National programs that are emerging have some of these EU traits. Portugal, for example, targets up to 2.5 gigawatts of electrolyzer capacity by 2030, using cheap solar and wind power to close its energy deficit and turn itself into an export hub. That includes production incentives, but also consumption-side support — like tax provisions — to encourage substitution, as well as plans to blend hydrogen into the gas network to stimulate demand.
That’s encouraging even if, as Rohitesh Dhawan of Eurasia Group points out, demand already exists, which means effort should focus on low-carbon production. Indeed, if we use green hydrogen in older industrial applications, rather than the grey type made from fossil fuels, we would already be seeing gains. Producing hydrogen currently amounts to around 830 million metric tons of carbon dioxide per year, according to the International Energy Agency, equivalent to Britain and Indonesia’s emissions combined.
There are still plenty of big questions, not least around funding. Globally, BNEF estimates the industry will need $150 billion of subsidies by 2030, and far more in investment overall. Portugal and Spain alone require a combined 14.8 billion euros, but as of October had committed less than 1 billion. Chile, which wants to produce some of the cheapest hydrogen from renewable electricity and become a leading exporter in the next decade, provides only $50 million in government funding for its plan, outlined last month.

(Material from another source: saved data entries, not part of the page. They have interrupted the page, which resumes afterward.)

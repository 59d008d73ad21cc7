//! Rendering: renderer registry keyed by `drawType` over an abstract surface.
//!
//! Drawing goes through the [`Surface`] trait so hosts can back it with a 2D
//! canvas, an SVG writer, or a command recorder in tests. Renderers are plain
//! functions looked up by the entity's draw key; there is no per-type
//! subclassing. Renderers only read entity state.

#[cfg(test)]
#[path = "render_test.rs"]
mod render_test;

use std::collections::HashMap;
use std::f64::consts::{SQRT_2, TAU};

use tracing::warn;

use crate::consts::{
    ACTOR_ARROW_ARC, ACTOR_ARROW_LENGTH, ACTOR_OUTLINE_PX, CHAIR_BACK_RATIO, CONTROLLED_COLOR, FURNITURE_OUTLINE_PX,
    LABEL_COLOR, LABEL_FONT_SCALE, SELECT_COLOR,
};
use crate::doc::{Entity, EntityStore};
use crate::input::{ControlState, EntityState, entity_state};

#[derive(Debug, Clone, PartialEq, Eq, thiserror::Error)]
pub enum RenderError {
    #[error("no renderer registered for draw type: {0}")]
    UnknownDrawType(String),
}

/// Minimal 2D drawing surface in screen pixels.
pub trait Surface {
    fn save(&mut self);
    fn restore(&mut self);
    fn translate(&mut self, x: f64, y: f64);
    fn rotate(&mut self, radians: f64);
    fn begin_path(&mut self);
    fn move_to(&mut self, x: f64, y: f64);
    fn line_to(&mut self, x: f64, y: f64);
    fn close_path(&mut self);
    fn arc(&mut self, x: f64, y: f64, radius: f64, start: f64, end: f64);
    fn rect(&mut self, x: f64, y: f64, w: f64, h: f64);
    fn fill(&mut self, color: &str);
    fn stroke(&mut self, color: &str, width: f64);
    fn fill_text(&mut self, text: &str, x: f64, y: f64, font_px: f64, color: &str);
}

/// Renderer signature: draw one entity in the given state.
pub type DrawFn = fn(&Entity, EntityState, &mut dyn Surface);

/// `drawType` to renderer lookup table.
pub struct Registry {
    renderers: HashMap<String, DrawFn>,
}

impl Default for Registry {
    /// Registry with the built-in `actor` and `furn_chair` renderers.
    fn default() -> Self {
        let mut registry = Self::empty();
        registry.register("actor", draw_actor);
        registry.register("furn_chair", draw_chair);
        registry
    }
}

impl Registry {
    #[must_use]
    pub fn empty() -> Self {
        Self { renderers: HashMap::new() }
    }

    /// Register or replace the renderer for `draw_type`.
    pub fn register(&mut self, draw_type: impl Into<String>, draw: DrawFn) {
        self.renderers.insert(draw_type.into(), draw);
    }

    #[must_use]
    pub fn contains(&self, draw_type: &str) -> bool {
        self.renderers.contains_key(draw_type)
    }

    /// Draw a single entity.
    ///
    /// # Errors
    ///
    /// Returns [`RenderError::UnknownDrawType`] if the entity's draw key has
    /// no registered renderer.
    pub fn draw(&self, entity: &Entity, state: EntityState, surface: &mut dyn Surface) -> Result<(), RenderError> {
        let key = entity.record.draw_key();
        let draw = self
            .renderers
            .get(key)
            .ok_or_else(|| RenderError::UnknownDrawType(key.to_owned()))?;
        draw(entity, state, surface);
        Ok(())
    }

    /// Draw every entity in store order. Entities without a renderer are
    /// logged and skipped; returns the failures.
    pub fn draw_scene(&self, store: &EntityStore, control: &ControlState, surface: &mut dyn Surface) -> Vec<RenderError> {
        let mut failures = Vec::new();
        for entity in store.iter() {
            if let Err(e) = self.draw(entity, entity_state(entity, control), surface) {
                warn!(id = %entity.id(), error = %e, "skipping entity");
                failures.push(e);
            }
        }
        failures
    }
}

/// Outline colour for a state, if the state is highlighted.
#[must_use]
pub fn outline_color(state: EntityState) -> Option<&'static str> {
    match state {
        EntityState::Idle => None,
        EntityState::Selected => Some(SELECT_COLOR),
        EntityState::ControlledLocal | EntityState::ControlledRemote => Some(CONTROLLED_COLOR),
    }
}

fn draw_label(entity: &Entity, surface: &mut dyn Surface) {
    let p = &entity.projection;
    let dist = p.screen_size / 2.0;
    surface.fill_text(
        &entity.record.name,
        p.screen_x + dist,
        p.screen_y - dist,
        p.screen_size * LABEL_FONT_SCALE,
        LABEL_COLOR,
    );
}

// =============================================================================
// BUILT-IN RENDERERS
// =============================================================================

/// Circle with a heading arrow pointing along `angle`.
fn draw_actor(entity: &Entity, state: EntityState, surface: &mut dyn Surface) {
    let p = &entity.projection;
    let angle = entity.record.angle;
    let radius = p.screen_size / 2.0;
    let length = ACTOR_ARROW_LENGTH * p.screen_size;

    surface.begin_path();
    surface.move_to(p.screen_x + length * angle.cos(), p.screen_y + length * angle.sin());
    for side in [ACTOR_ARROW_ARC, -ACTOR_ARROW_ARC] {
        surface.line_to(
            p.screen_x + radius * (angle + side).cos(),
            p.screen_y + radius * (angle + side).sin(),
        );
    }
    surface.close_path();
    surface.fill(entity.record.color2.as_deref().unwrap_or(&entity.record.color));

    surface.begin_path();
    surface.arc(p.screen_x, p.screen_y, radius, 0.0, TAU);
    surface.fill(&entity.record.color);

    if let Some(color) = outline_color(state) {
        surface.begin_path();
        surface.arc(p.screen_x, p.screen_y, radius, 0.0, TAU);
        surface.stroke(color, ACTOR_OUTLINE_PX);
    }

    draw_label(entity, surface);
}

/// Rotated square inscribed in the hit circle, with a back rest strip.
fn draw_chair(entity: &Entity, state: EntityState, surface: &mut dyn Surface) {
    let p = &entity.projection;
    let width = p.screen_size / SQRT_2;
    let stroke = outline_color(state)
        .or(entity.record.color2.as_deref())
        .unwrap_or(&entity.record.color);

    surface.save();
    surface.translate(p.screen_x, p.screen_y);
    surface.rotate(entity.record.angle);
    surface.begin_path();
    surface.rect(-width / 2.0, -width / 2.0, width, width);
    surface.fill(&entity.record.color);
    surface.stroke(stroke, FURNITURE_OUTLINE_PX);
    surface.begin_path();
    surface.rect(-width / 2.0, -width / 2.0, width * CHAIR_BACK_RATIO, width);
    surface.stroke(stroke, FURNITURE_OUTLINE_PX);
    surface.restore();

    draw_label(entity, surface);
}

It’s true that government support isn’t everything. Having legislation in place since 2006 hasn’t helped Argentina get very far, and a lack of federal support hasn’t stopped California. But it would help with a range of agenda items, from reaping security dividends to finding a role for hydrogen in developing countries with more fragmented energy systems.
Plenty of big economies, not least China and the U.S., have yet to outline granular plans and detailed support. There’s everything to gain from that jump start. Or hydrogen won’t get moving fast enough.